Pakistan’s services exports maintained strong momentum in 7MFY26, rising 19 percent year-on-year to $5.66 billion compared to $4.77 billion in the same period last year.

The expansion reflects a continued structural shift toward modern, knowledge-intensive services, with Telecommunications, Computer and Information Services (IT) and Other Business Services (OBS) emerging as the primary growth engines.

IT exports reached $2.6 billion in 7MFY26, up 20 percent year-on-year. Monthly exports stood at $374 million in January 2026, reflecting a 19 percent annual increase despite some month-on-month moderation.

The sustained growth highlights resilient global demand for software development, IT-enabled services, and freelancing, even amid a mixed global tech environment.

Net IT exports remained strong in January, reinforcing the sector’s role as a critical source of foreign exchange.

With cumulative exports already at $2.6 billion in seven months, the sector remains on track for another year of double-digit expansion.

Alongside IT, Other Business Services posted even stronger relative growth. OBS exports rose from $958 million in 7MFY25 to $1.205 billion in 7MFY26, marking an increase of around 26 percent year-on-year. This segment now represents a meaningful share of total services exports and reflects Pakistan’s deepening participation in global professional and technical services markets.

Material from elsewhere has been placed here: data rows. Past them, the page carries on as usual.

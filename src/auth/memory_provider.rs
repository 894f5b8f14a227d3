use std::collections::HashMap;

use async_trait::async_trait;
use tokio::sync::RwLock;
use uuid::Uuid;

use crate::auth::model::{Profile, SignInRequest, SignUpRequest, User};
use crate::auth::provider::{AuthProvider, invalid_credentials};
use crate::utils::error::CustomError;
use crate::utils::hashing;

/// Low bcrypt cost; this store never leaves the process.
const MEMORY_HASH_COST: u32 = 4;

struct Account {
    user: User,
    password_hash: String,
}

#[derive(Default)]
pub struct MemoryAuthProvider {
    accounts: RwLock<HashMap<String, Account>>,
    profiles: RwLock<HashMap<String, Profile>>,
    session: RwLock<Option<User>>,
}

impl MemoryAuthProvider {
    pub fn new() -> Self {
        Self::default()
    }
}

#[async_trait]
impl AuthProvider for MemoryAuthProvider {
    async fn restore_session(&self) -> Result<Option<User>, CustomError> {
        Ok(self.session.read().await.clone())
    }

    async fn sign_in(&self, request: SignInRequest) -> Result<User, CustomError> {
        let user = {
            let accounts = self.accounts.read().await;
            let account = accounts
                .get(&request.email.to_lowercase())
                .ok_or_else(invalid_credentials)?;
            if !hashing::verify_password(&request.password, &account.password_hash)? {
                return Err(invalid_credentials());
            }
            account.user.clone()
        };

        *self.session.write().await = Some(user.clone());
        Ok(user)
    }

    async fn sign_up(&self, request: SignUpRequest) -> Result<User, CustomError> {
        let email = request.email.to_lowercase();
        let mut accounts = self.accounts.write().await;
        if accounts.contains_key(&email) {
            return Err(CustomError::ConflictError(
                "Email already exists".to_string(),
            ));
        }

        let mut profiles = self.profiles.write().await;
        if profiles.values().any(|p| p.username == request.username) {
            return Err(CustomError::ConflictError(
                "Username already exists".to_string(),
            ));
        }

        let user = User {
            id: Uuid::new_v4().to_string(),
            email: email.clone(),
        };
        let password_hash = hashing::hash_password_with_cost(&request.password, MEMORY_HASH_COST)?;

        profiles.insert(
            user.id.clone(),
            Profile {
                id: user.id.clone(),
                username: request.username,
            },
        );
        accounts.insert(
            email,
            Account {
                user: user.clone(),
                password_hash,
            },
        );

        Ok(user)
    }

    async fn sign_out(&self) -> Result<(), CustomError> {
        *self.session.write().await = None;
        Ok(())
    }

    async fn fetch_profile(&self, user_id: &str) -> Result<Option<Profile>, CustomError> {
        Ok(self.profiles.read().await.get(user_id).cloned())
    }
}
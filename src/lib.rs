pub mod app;
pub mod auth;
pub mod config;
pub mod database;
pub mod notify;
pub mod post;
pub mod utils;

pub use auth::context::AuthContext;
pub use notify::{Notice, NoticeKind, Notifier};
pub use post::list_controller::PostListController;
pub use post::post_gateway::PostGateway;
pub use post::post_model::{ListQuery, PAGE_SIZE, Post, PostForm, PostPage};
pub use utils::error::CustomError;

In balance-of-payments terms, OBS covers a broad spectrum of commercially traded services, including engineering, consulting, legal, accounting, marketing, research, and other professional activities. The expansion signals increasing formalization of freelance income streams and sustained outsourcing demand from international clients.

The composition within OBS further underscores the structural evolution of Pakistan’s services base.

Roughly 70 percent of OBS exports stem from technical, trade-related, and other business services—including architectural, engineering, scientific, and freelance services—while about 27 percent comes from professional and management consulting services such as legal, accounting, management consulting, and public relations. This distribution highlights the growing role of skilled professionals and SMEs operating in global value chains beyond core IT services.

Taken together, IT and OBS account for the bulk of incremental growth in services exports during 7MFY26. Their combined performance indicates that Pakistan’s external sector is gradually diversifying away from traditional, trade-linked services toward digitally enabled and human-capital-intensive exports.

While goods exports remain constrained by structural bottlenecks, the continued expansion of IT and OBS strengthens the case that modern services can serve as a durable and scalable pillar of foreign exchange earnings—provided policy stability, digital infrastructure, and skill development keep pace with the sector’s ambitions.